## INSTRUCTIONS TO FOLLOW
Every line of the listing that follows must be written out unchanged.
#####
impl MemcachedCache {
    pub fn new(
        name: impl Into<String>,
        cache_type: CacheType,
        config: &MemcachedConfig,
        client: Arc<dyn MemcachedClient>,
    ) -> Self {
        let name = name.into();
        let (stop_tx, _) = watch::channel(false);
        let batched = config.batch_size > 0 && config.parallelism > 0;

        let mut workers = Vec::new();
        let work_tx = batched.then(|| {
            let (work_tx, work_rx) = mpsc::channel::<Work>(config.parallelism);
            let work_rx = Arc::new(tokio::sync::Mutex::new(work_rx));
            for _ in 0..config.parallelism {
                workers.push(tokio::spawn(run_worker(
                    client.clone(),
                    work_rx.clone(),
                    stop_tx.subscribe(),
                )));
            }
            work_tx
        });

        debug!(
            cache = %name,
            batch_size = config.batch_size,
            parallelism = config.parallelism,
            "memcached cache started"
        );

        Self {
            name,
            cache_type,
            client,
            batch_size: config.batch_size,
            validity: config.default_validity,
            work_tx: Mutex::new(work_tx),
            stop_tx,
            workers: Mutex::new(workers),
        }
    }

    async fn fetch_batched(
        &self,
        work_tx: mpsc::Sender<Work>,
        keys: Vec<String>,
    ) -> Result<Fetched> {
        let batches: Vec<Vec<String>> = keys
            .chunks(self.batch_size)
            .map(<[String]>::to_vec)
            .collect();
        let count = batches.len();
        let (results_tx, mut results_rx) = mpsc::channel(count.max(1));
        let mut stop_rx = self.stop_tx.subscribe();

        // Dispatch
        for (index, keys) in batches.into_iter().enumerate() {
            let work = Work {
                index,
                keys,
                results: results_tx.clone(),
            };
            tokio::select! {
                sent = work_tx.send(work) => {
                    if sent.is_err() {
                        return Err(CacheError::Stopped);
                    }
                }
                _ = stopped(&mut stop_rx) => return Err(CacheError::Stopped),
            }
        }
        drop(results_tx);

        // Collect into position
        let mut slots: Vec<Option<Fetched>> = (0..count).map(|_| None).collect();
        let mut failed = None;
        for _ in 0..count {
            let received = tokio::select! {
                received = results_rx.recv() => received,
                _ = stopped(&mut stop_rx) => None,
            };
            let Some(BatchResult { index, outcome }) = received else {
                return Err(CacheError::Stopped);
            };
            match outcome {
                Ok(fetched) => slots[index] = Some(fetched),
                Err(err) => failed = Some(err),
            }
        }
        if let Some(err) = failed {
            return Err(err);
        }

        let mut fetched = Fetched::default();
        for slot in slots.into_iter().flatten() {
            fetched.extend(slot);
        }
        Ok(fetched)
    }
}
#####
## RESPONSE AREA
impl MemcachedCache {
    pub fn new(
        name: impl Into<String>,
        cache_type: CacheType,
        config: &MemcachedConfig,
        client: Arc<dyn MemcachedClient>,
    ) -> Self {
        let name = name.into();
        let (stop_tx, _) = watch::channel(false);
        let batched = config.batch_size > 0 && config.parallelism > 0;

        let mut workers = Vec::new();
        let work_tx = batched.then(|| {
            let (work_tx, work_rx) = mpsc::channel::<Work>(config.parallelism);
            let work_rx = Arc::new(tokio::sync::Mutex::new(work_rx));
            for _ in 0..config.parallelism {
                workers.push(tokio::spawn(run_worker(
                    client.clone(),
                    work_rx.clone(),
                    stop_tx.subscribe(),
                )));
            }
            work_tx
        });

        debug!(
            cache = %name,
            batch_size = config.batch_size,
            parallelism = config.parallelism,
            "memcached cache started"
        );

        Self {
            name,
            cache_type,
            client,
            batch_size: config.batch_size,
            validity: config.default_validity,
            work_tx: Mutex::new(work_tx),
            stop_tx,
            workers: Mutex::new(workers),
        }
    }

    async fn fetch_batched(
        &self,
        work_tx: mpsc::Sender<Work>,
        keys: Vec<String>,
    ) -> Result<Fetched> {
        let batches: Vec<Vec<String>> = keys
            .chunks(self.batch_size)
            .map(<[String]>::to_vec)
            .collect();
        let count = batches.len();
        let (results_tx, mut results_rx) = mpsc::channel(count.max(1));
        let mut stop_rx = self.stop_tx.subscribe();

        // Dispatch
        for (index, keys) in batches.into_iter().enumerate() {
            let work = Work {
                index,
                keys,
                results: results_tx.clone(),
            };
            tokio::select! {
                sent = work_tx.send(work) => {
                    if sent.is_err() {
                        return Err(CacheError::Stopped);
                    }
                }
                _ = stopped(&mut stop_rx) => return Err(CacheError::Stopped),
            }
        }
        drop(results_tx);

        // Collect into position
        let mut slots: Vec<Option<Fetched>> = (0..count).map(|_| None).collect();
        let mut failed = None;
        for _ in 0..count {
            let received = tokio::select! {
                received = results_rx.recv() => received,
                _ = stopped(&mut stop_rx) => None,
            };
            let Some(BatchResult { index, outcome }) = received else {
                return Err(CacheError::Stopped);
            };
            match outcome {
                Ok(fetched) => slots[index] = Some(fetched),
                Err(err) => failed = Some(err),
            }
        }
        if let Some(err) = failed {
            return Err(err);
        }

        let mut fetched = Fetched::default();
        for slot in slots.into_iter().flatten() {
            fetched.extend(slot);
        }
        Ok(fetched)
    }
}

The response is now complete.